[Data entries]

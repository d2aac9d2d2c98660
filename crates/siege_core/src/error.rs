//! Error types for the game simulation.
//!
//! Every command rejection is recoverable: the simulation is left exactly
//! as it was before the call.

use thiserror::Error;

use crate::catalog::{ResourceKind, StructureKind};
use crate::components::EntityId;
use crate::math::Vec2Fixed;

/// Result type alias using [`GameError`].
pub type Result<T> = std::result::Result<T, GameError>;

/// Top-level error type for all game simulation errors.
#[derive(Debug, Error)]
pub enum GameError {
    /// Not enough gold or elixir for the requested action.
    #[error("Insufficient resources: need {required} {resource}, have {available}")]
    InsufficientResources {
        /// Resource type.
        resource: ResourceKind,
        /// Amount required.
        required: u32,
        /// Amount available.
        available: u32,
    },

    /// The new structure's footprint would collide with an existing one.
    #[error("Invalid placement: {kind} at {position} collides with structure {blocking}")]
    InvalidPlacement {
        /// Structure being placed.
        kind: StructureKind,
        /// Requested center.
        position: Vec2Fixed,
        /// First existing structure in the way.
        blocking: EntityId,
    },

    /// Deploy requested with zero trained troops.
    #[error("No troops available to deploy")]
    NoTroopsAvailable,

    /// The action needs a pending selection that is absent.
    #[error("Invalid selection: no {0} selected")]
    InvalidSelection(&'static str),

    /// Deploy requested outside attack mode.
    #[error("Attack mode is not enabled")]
    AttackModeDisabled,

    /// Structure id not present in the catalog.
    #[error("Unknown structure type: {0}")]
    UnknownStructureType(String),

    /// Unit id not present in the catalog.
    #[error("Unknown unit type: {0}")]
    UnknownUnitType(String),

    /// Coordinates outside the world bounds.
    #[error("Position out of range: ({x}, {y})")]
    PositionOutOfRange {
        /// Requested x.
        x: f64,
        /// Requested y.
        y: f64,
    },

    /// Config file could not be read.
    #[error("Failed to read config '{path}': {source}")]
    ConfigIo {
        /// Path to the config file.
        path: String,
        /// Underlying IO error.
        #[source]
        source: std::io::Error,
    },

    /// Config file parsing error.
    #[error("Failed to parse config '{path}': {message}")]
    ConfigParseError {
        /// Path to the file that failed to parse.
        path: String,
        /// Error message.
        message: String,
    },

    /// Snapshot frame could not be encoded or decoded.
    #[error("Snapshot encoding failed: {0}")]
    SnapshotEncoding(String),
}

impl GameError {
    /// Stable snake_case tag for protocol error reporting.
    #[must_use]
    pub const fn kind(&self) -> &'static str {
        match self {
            Self::InsufficientResources { .. } => "insufficient_resources",
            Self::InvalidPlacement { .. } => "invalid_placement",
            Self::NoTroopsAvailable => "no_troops_available",
            Self::InvalidSelection(_) => "invalid_selection",
            Self::AttackModeDisabled => "attack_mode_disabled",
            Self::UnknownStructureType(_) => "unknown_structure_type",
            Self::UnknownUnitType(_) => "unknown_unit_type",
            Self::PositionOutOfRange { .. } => "position_out_of_range",
            Self::ConfigIo { .. } => "config_io",
            Self::ConfigParseError { .. } => "config_parse",
            Self::SnapshotEncoding(_) => "snapshot_encoding",
        }
    }

    /// Whether this error is a rejected player command (as opposed to a
    /// setup or encoding failure).
    #[must_use]
    pub const fn is_command_rejection(&self) -> bool {
        matches!(
            self,
            Self::InsufficientResources { .. }
                | Self::InvalidPlacement { .. }
                | Self::NoTroopsAvailable
                | Self::InvalidSelection(_)
                | Self::AttackModeDisabled
                | Self::UnknownStructureType(_)
                | Self::UnknownUnitType(_)
                | Self::PositionOutOfRange { .. }
        )
    }
}
//! Error type for the headless runners.

use siege_core::error::GameError;
use thiserror::Error;

/// Failures while driving a simulation from the outside.
#[derive(Debug, Error)]
pub enum HeadlessError {
    /// The simulation rejected a command.
    #[error(transparent)]
    Game(#[from] GameError),

    /// Reading requests or writing responses failed.
    #[error("I/O error: {0}")]
    Io(#[from] std::io::Error),

    /// A request line was not valid protocol JSON.
    #[error("Parse error: {0}")]
    Json(#[from] serde_json::Error),

    /// The request is valid JSON but not supported by this runner.
    #[error("Unsupported in {mode} mode: {cmd}")]
    Unsupported {
        /// Runner mode.
        mode: &'static str,
        /// Request name.
        cmd: &'static str,
    },

    /// The engine task has shut down.
    #[error("Engine stopped")]
    EngineStopped,

    /// The engine task panicked or was cancelled.
    #[error("Engine task failed: {0}")]
    Join(#[from] tokio::task::JoinError),
}

impl HeadlessError {
    /// Stable snake_case tag used in protocol error responses.
    pub fn kind(&self) -> &'static str {
        match self {
            Self::Game(err) => err.kind(),
            Self::Io(_) => "io",
            Self::Json(_) => "parse",
            Self::Unsupported { .. } => "unsupported",
            Self::EngineStopped | Self::Join(_) => "engine_stopped",
        }
    }
}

**Assignment**: Every record is to be repeated exactly as written.

**Result of this exercise**:
repository d2aac9d2d2c98660
filename crates/siege_core/src/error.rs
//! Error types for the game simulation.
//!
//! Every command rejection is recoverable: the simulation is left exactly
//! as it was before the call.

use thiserror::Error;

use crate::catalog::{ResourceKind, StructureKind};
use crate::components::EntityId;
use crate::math::Vec2Fixed;

/// Result type alias using [`GameError`].
pub type Result<T> = std::result::Result<T, GameError>;

/// Top-level error type for all game simulation errors.
#[derive(Debug, Error)]
pub enum GameError {
    /// Not enough gold or elixir for the requested action.
    #[error("Insufficient resources: need {required} {resource}, have {available}")]
    InsufficientResources {
        /// Resource type.
        resource: ResourceKind,
        /// Amount required.
        required: u32,
        /// Amount available.
        available: u32,
    },

    /// The new structure's footprint would collide with an existing one.
    #[error("Invalid placement: {kind} at {position} collides with structure {blocking}")]
    InvalidPlacement {
        /// Structure being placed.
        kind: StructureKind,
        /// Requested center.
        position: Vec2Fixed,
        /// First existing structure in the way.
        blocking: EntityId,
    },

    /// Deploy requested with zero trained troops.
    #[error("No troops available to deploy")]
    NoTroopsAvailable,

    /// The action needs a pending selection that is absent.
    #[error("Invalid selection: no {0} selected")]
    InvalidSelection(&'static str),

    /// Deploy requested outside attack mode.
    #[error("Attack mode is not enabled")]
    AttackModeDisabled,

    /// Structure id not present in the catalog.
    #[error("Unknown structure type: {0}")]
    UnknownStructureType(String),

    /// Unit id not present in the catalog.
    #[error("Unknown unit type: {0}")]
    UnknownUnitType(String),

    /// Coordinates outside the world bounds.
    #[error("Position out of range: ({x}, {y})")]
    PositionOutOfRange {
        /// Requested x.
        x: f64,
        /// Requested y.
        y: f64,
    },

    /// Config file could not be read.
    #[error("Failed to read config '{path}': {source}")]
    ConfigIo {
        /// Path to the config file.
        path: String,
        /// Underlying IO error.
        #[source]
        source: std::io::Error,
    },

    /// Config file parsing error.
    #[error("Failed to parse config '{path}': {message}")]
    ConfigParseError {
        /// Path to the file that failed to parse.
        path: String,
        /// Error message.
        message: String,
    },

    /// Snapshot frame could not be encoded or decoded.
    #[error("Snapshot encoding failed: {0}")]
    SnapshotEncoding(String),
}

impl GameError {
    /// Stable snake_case tag for protocol error reporting.
    #[must_use]
    pub const fn kind(&self) -> &'static str {
        match self {
            Self::InsufficientResources { .. } => "insufficient_resources",
            Self::InvalidPlacement { .. } => "invalid_placement",
            Self::NoTroopsAvailable => "no_troops_available",
            Self::InvalidSelection(_) => "invalid_selection",
            Self::AttackModeDisabled => "attack_mode_disabled",
            Self::UnknownStructureType(_) => "unknown_structure_type",
            Self::UnknownUnitType(_) => "unknown_unit_type",
            Self::PositionOutOfRange { .. } => "position_out_of_range",
            Self::ConfigIo { .. } => "config_io",
            Self::ConfigParseError { .. } => "config_parse",
            Self::SnapshotEncoding(_) => "snapshot_encoding",
        }
    }

    /// Whether this error is a rejected player command (as opposed to a
    /// setup or encoding failure).
    #[must_use]
    pub const fn is_command_rejection(&self) -> bool {
        matches!(
            self,
            Self::InsufficientResources { .. }
                | Self::InvalidPlacement { .. }
                | Self::NoTroopsAvailable
                | Self::InvalidSelection(_)
                | Self::AttackModeDisabled
                | Self::UnknownStructureType(_)
                | Self::UnknownUnitType(_)
                | Self::PositionOutOfRange { .. }
        )
    }
}
//! Error type for the headless runners.

use siege_core::error::GameError;
use thiserror::Error;

/// Failures while driving a simulation from the outside.
#[derive(Debug, Error)]
pub enum HeadlessError {
    /// The simulation rejected a command.
    #[error(transparent)]
    Game(#[from] GameError),

    /// Reading requests or writing responses failed.
    #[error("I/O error: {0}")]
    Io(#[from] std::io::Error),

    /// A request line was not valid protocol JSON.
    #[error("Parse error: {0}")]
    Json(#[from] serde_json::Error),

    /// The request is valid JSON but not supported by this runner.
    #[error("Unsupported in {mode} mode: {cmd}")]
    Unsupported {
        /// Runner mode.
        mode: &'static str,
        /// Request name.
        cmd: &'static str,
    },

    /// The engine task has shut down.
    #[error("Engine stopped")]
    EngineStopped,

    /// The engine task panicked or was cancelled.
    #[error("Engine task failed: {0}")]
    Join(#[from] tokio::task::JoinError),
}

impl HeadlessError {
    /// Stable snake_case tag used in protocol error responses.
    pub fn kind(&self) -> &'static str {
        match self {
            Self::Game(err) => err.kind(),
            Self::Io(_) => "io",
            Self::Json(_) => "parse",
            Self::Unsupported { .. } => "unsupported",
            Self::EngineStopped | Self::Join(_) => "engine_stopped",
        }
    }
}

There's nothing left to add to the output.